• [Task]
Keep only the lines of the listing that include the word "super", and copy them.

• [Available records]
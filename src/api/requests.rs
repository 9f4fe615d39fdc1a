use chrono::{DateTime, Utc};
use rust_decimal::Decimal;
use serde::Deserialize;
use uuid::Uuid;

use crate::domain::coupon::{CouponStatus, NewCoupon};
use crate::domain::order::{ItemStatus, PaymentMethod};
use crate::services::{CartLine, PlaceOrder};

// ============================================================================
// Request Bodies
// ============================================================================

#[derive(Debug, Default, Deserialize)]
#[serde(rename_all = "camelCase")]
pub struct CancelRequest {
    #[serde(default)]
    pub reason: Option<String>,
}

#[derive(Debug, Deserialize)]
#[serde(rename_all = "camelCase")]
pub struct ReturnItemRequest {
    pub reason: String,
}

#[derive(Debug, Deserialize)]
#[serde(rename_all = "camelCase")]
pub struct ReturnDecisionRequest {
    pub product_id: Uuid,
    #[serde(default)]
    pub reason: Option<String>,
}

#[derive(Debug, Clone, Copy, Deserialize)]
#[serde(rename_all = "camelCase")]
pub struct CartLineRequest {
    pub product_id: Uuid,
    pub quantity: u32,
}

impl From<CartLineRequest> for CartLine {
    fn from(line: CartLineRequest) -> Self {
        CartLine {
            product_id: line.product_id,
            quantity: line.quantity,
        }
    }
}

#[derive(Debug, Deserialize)]
#[serde(rename_all = "camelCase")]
pub struct PlaceOrderRequest {
    pub items: Vec<CartLineRequest>,
    #[serde(default)]
    pub coupon_code: Option<String>,
    pub payment_method: PaymentMethod,
}

impl From<PlaceOrderRequest> for PlaceOrder {
    fn from(request: PlaceOrderRequest) -> Self {
        PlaceOrder {
            lines: request.items.into_iter().map(CartLine::from).collect(),
            coupon_code: request.coupon_code,
            payment_method: request.payment_method,
        }
    }
}

#[derive(Debug, Deserialize)]
#[serde(rename_all = "camelCase")]
pub struct ApplyCouponRequest {
    pub items: Vec<CartLineRequest>,
    pub code: String,
}

#[derive(Debug, Deserialize)]
#[serde(rename_all = "camelCase")]
pub struct VerifyPaymentRequest {
    pub gateway_order_id: String,
    pub payment_id: String,
    pub signature: String,
}

#[derive(Debug, Deserialize)]
#[serde(rename_all = "camelCase")]
pub struct CreateCouponRequest {
    pub code: String,
    #[serde(with = "rust_decimal::serde::float")]
    pub discount: Decimal,
    #[serde(default, with = "rust_decimal::serde::float")]
    pub minimum_amount: Decimal,
    #[serde(default, alias = "maxAmount", with = "rust_decimal::serde::float_option")]
    pub max_discount: Option<Decimal>,
    pub usage_limit: u32,
    #[serde(default)]
    pub expires_at: Option<DateTime<Utc>>,
}

impl From<CreateCouponRequest> for NewCoupon {
    fn from(request: CreateCouponRequest) -> Self {
        NewCoupon {
            code: request.code,
            discount: request.discount,
            minimum_amount: request.minimum_amount,
            max_discount: request.max_discount,
            usage_limit: request.usage_limit,
            expires_at: request.expires_at,
        }
    }
}

#[derive(Debug, Deserialize)]
#[serde(rename_all = "camelCase")]
pub struct CouponStatusRequest {
    pub status: CouponStatus,
}

#[derive(Debug, Deserialize)]
#[serde(rename_all = "camelCase")]
pub struct AddProductRequest {
    pub name: String,
    #[serde(with = "rust_decimal::serde::float")]
    pub price: Decimal,
    pub stock: i64,
}

#[derive(Debug, Deserialize)]
#[serde(rename_all = "camelCase")]
pub struct ItemStatusRequest {
    pub status: ItemStatus,
}

#[derive(Debug, Deserialize)]
pub struct PendingQuery {
    pub limit: Option<usize>,
}
use actix_web::{web, HttpResponse};
use uuid::Uuid;

use crate::health::check_all;
use crate::services::{Actor, CartLine, ServiceError, SettlementOptions};
use super::errors::ApiResult;
use super::identity::{AdminId, CustomerId, IdempotencyKey};
use super::requests::*;
use super::responses::*;
use super::state::AppState;

const DEFAULT_PENDING_LIMIT: usize = 100;

// ============================================================================
// Cancellation & Returns
// ============================================================================

pub async fn cancel_item(
    state: web::Data<AppState>,
    path: web::Path<(Uuid, Uuid)>,
    customer: CustomerId,
    key: IdempotencyKey,
    body: Option<web::Json<CancelRequest>>,
) -> ApiResult<HttpResponse> {
    let (order_id, product_id) = path.into_inner();
    let body = body.map(web::Json::into_inner).unwrap_or_default();

    let outcome = state
        .cancellation
        .cancel_items(
            order_id,
            vec![product_id],
            customer.0,
            SettlementOptions { reason: body.reason, request_id: key.0 },
        )
        .await?;

    Ok(HttpResponse::Ok().json(CancellationResponse::new(&outcome, true)))
}

pub async fn cancel_order(
    state: web::Data<AppState>,
    path: web::Path<Uuid>,
    customer: CustomerId,
    key: IdempotencyKey,
    body: Option<web::Json<CancelRequest>>,
) -> ApiResult<HttpResponse> {
    let order_id = path.into_inner();
    let body = body.map(web::Json::into_inner).unwrap_or_default();

    let outcome = state
        .cancellation
        .cancel_order(
            order_id,
            customer.0,
            SettlementOptions { reason: body.reason, request_id: key.0 },
        )
        .await?;

    Ok(HttpResponse::Ok().json(CancellationResponse::new(&outcome, false)))
}

pub async fn return_item(
    state: web::Data<AppState>,
    path: web::Path<(Uuid, Uuid)>,
    customer: CustomerId,
    body: web::Json<ReturnItemRequest>,
) -> ApiResult<HttpResponse> {
    let (order_id, product_id) = path.into_inner();
    state
        .cancellation
        .request_return(order_id, product_id, customer.0, &body.reason)
        .await?;

    Ok(HttpResponse::Ok().json(MessageResponse::ok("Return request submitted")))
}

pub async fn accept_return(
    state: web::Data<AppState>,
    path: web::Path<Uuid>,
    admin: AdminId,
    key: IdempotencyKey,
    body: web::Json<ReturnDecisionRequest>,
) -> ApiResult<HttpResponse> {
    let body = body.into_inner();
    let outcome = state
        .cancellation
        .accept_return(
            path.into_inner(),
            body.product_id,
            admin.0,
            SettlementOptions { reason: body.reason, request_id: key.0 },
        )
        .await?;

    Ok(HttpResponse::Ok().json(ReturnDecisionResponse::accepted(&outcome)))
}

pub async fn decline_return(
    state: web::Data<AppState>,
    path: web::Path<Uuid>,
    admin: AdminId,
    body: web::Json<ReturnDecisionRequest>,
) -> ApiResult<HttpResponse> {
    let body = body.into_inner();
    let order = state
        .cancellation
        .decline_return(path.into_inner(), body.product_id, admin.0, body.reason)
        .await?;

    Ok(HttpResponse::Ok().json(ReturnDecisionResponse::declined(&order)))
}

// ============================================================================
// Checkout
// ============================================================================

pub async fn place_order(
    state: web::Data<AppState>,
    customer: CustomerId,
    body: web::Json<PlaceOrderRequest>,
) -> ApiResult<HttpResponse> {
    let placed = state.checkout.place_order(customer.0, body.into_inner().into()).await?;

    Ok(HttpResponse::Created().json(serde_json::json!({
        "success": true,
        "order": OrderView::from(&placed.order),
        "gatewayOrderId": placed.gateway_order_id,
    })))
}

pub async fn get_order(
    state: web::Data<AppState>,
    path: web::Path<Uuid>,
    customer: CustomerId,
) -> ApiResult<HttpResponse> {
    let order = state
        .checkout
        .order(path.into_inner(), Actor::Customer(customer.0))
        .await?;
    Ok(HttpResponse::Ok().json(OrderResponse::new(&order)))
}

pub async fn verify_payment(
    state: web::Data<AppState>,
    path: web::Path<Uuid>,
    customer: CustomerId,
    body: web::Json<VerifyPaymentRequest>,
) -> ApiResult<HttpResponse> {
    let order = state
        .checkout
        .confirm_payment(
            path.into_inner(),
            customer.0,
            &body.gateway_order_id,
            &body.payment_id,
            &body.signature,
        )
        .await?;
    Ok(HttpResponse::Ok().json(OrderResponse::new(&order)))
}

pub async fn apply_coupon(
    state: web::Data<AppState>,
    customer: CustomerId,
    body: web::Json<ApplyCouponRequest>,
) -> ApiResult<HttpResponse> {
    let body = body.into_inner();
    let lines: Vec<CartLine> = body.items.into_iter().map(CartLine::from).collect();
    let applied = state.checkout.apply_coupon(customer.0, &lines, &body.code).await?;

    Ok(HttpResponse::Ok().json(serde_json::json!({
        "success": true,
        "coupon": applied,
    })))
}

pub async fn get_wallet(state: web::Data<AppState>, customer: CustomerId) -> ApiResult<HttpResponse> {
    let wallet = state.wallet.wallet(customer.0).await.map_err(ServiceError::from)?;
    Ok(HttpResponse::Ok().json(WalletResponse::from(&wallet)))
}

// ============================================================================
// Admin
// ============================================================================

pub async fn create_coupon(
    state: web::Data<AppState>,
    _admin: AdminId,
    body: web::Json<CreateCouponRequest>,
) -> ApiResult<HttpResponse> {
    let coupon = state.admin.create_coupon(body.into_inner().into()).await?;
    Ok(HttpResponse::Created().json(serde_json::json!({
        "success": true,
        "code": coupon.code.as_str(),
        "status": coupon.status,
    })))
}

pub async fn set_coupon_status(
    state: web::Data<AppState>,
    path: web::Path<String>,
    _admin: AdminId,
    body: web::Json<CouponStatusRequest>,
) -> ApiResult<HttpResponse> {
    state.admin.set_coupon_status(&path.into_inner(), body.status).await?;
    Ok(HttpResponse::Ok().json(MessageResponse::ok("Coupon status updated")))
}

pub async fn add_product(
    state: web::Data<AppState>,
    _admin: AdminId,
    body: web::Json<AddProductRequest>,
) -> ApiResult<HttpResponse> {
    let product = state.admin.add_product(&body.name, body.price, body.stock).await?;
    Ok(HttpResponse::Created().json(serde_json::json!({
        "success": true,
        "product": product,
    })))
}

pub async fn update_item_status(
    state: web::Data<AppState>,
    path: web::Path<(Uuid, Uuid)>,
    admin: AdminId,
    body: web::Json<ItemStatusRequest>,
) -> ApiResult<HttpResponse> {
    let (order_id, product_id) = path.into_inner();
    let order = state
        .checkout
        .update_item_status(order_id, product_id, body.status, admin.0)
        .await?;
    Ok(HttpResponse::Ok().json(OrderResponse::new(&order)))
}

pub async fn pending_reconciliation(
    state: web::Data<AppState>,
    _admin: AdminId,
    query: web::Query<PendingQuery>,
) -> ApiResult<HttpResponse> {
    let entries = state
        .admin
        .pending_reconciliation(query.limit.unwrap_or(DEFAULT_PENDING_LIMIT))
        .await?;
    Ok(HttpResponse::Ok().json(serde_json::json!({
        "success": true,
        "entries": entries,
    })))
}

// ============================================================================
// Operations
// ============================================================================

pub async fn metrics(state: web::Data<AppState>) -> ApiResult<HttpResponse> {
    let buffer = state
        .metrics
        .encode()
        .map_err(|e| ServiceError::Internal(e.to_string()))?;

    Ok(HttpResponse::Ok()
        .content_type("text/plain; version=0.0.4")
        .body(buffer))
}

pub async fn health(state: web::Data<AppState>) -> HttpResponse {
    let report = check_all(&state.health_checks).await;
    if report.status.is_healthy() {
        HttpResponse::Ok().json(report)
    } else {
        HttpResponse::ServiceUnavailable().json(report)
    }
}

• [Result for this exercise]
use super::errors::ApiResult;
use super::identity::{AdminId, CustomerId, IdempotencyKey};
use super::requests::*;
use super::responses::*;
use super::state::AppState;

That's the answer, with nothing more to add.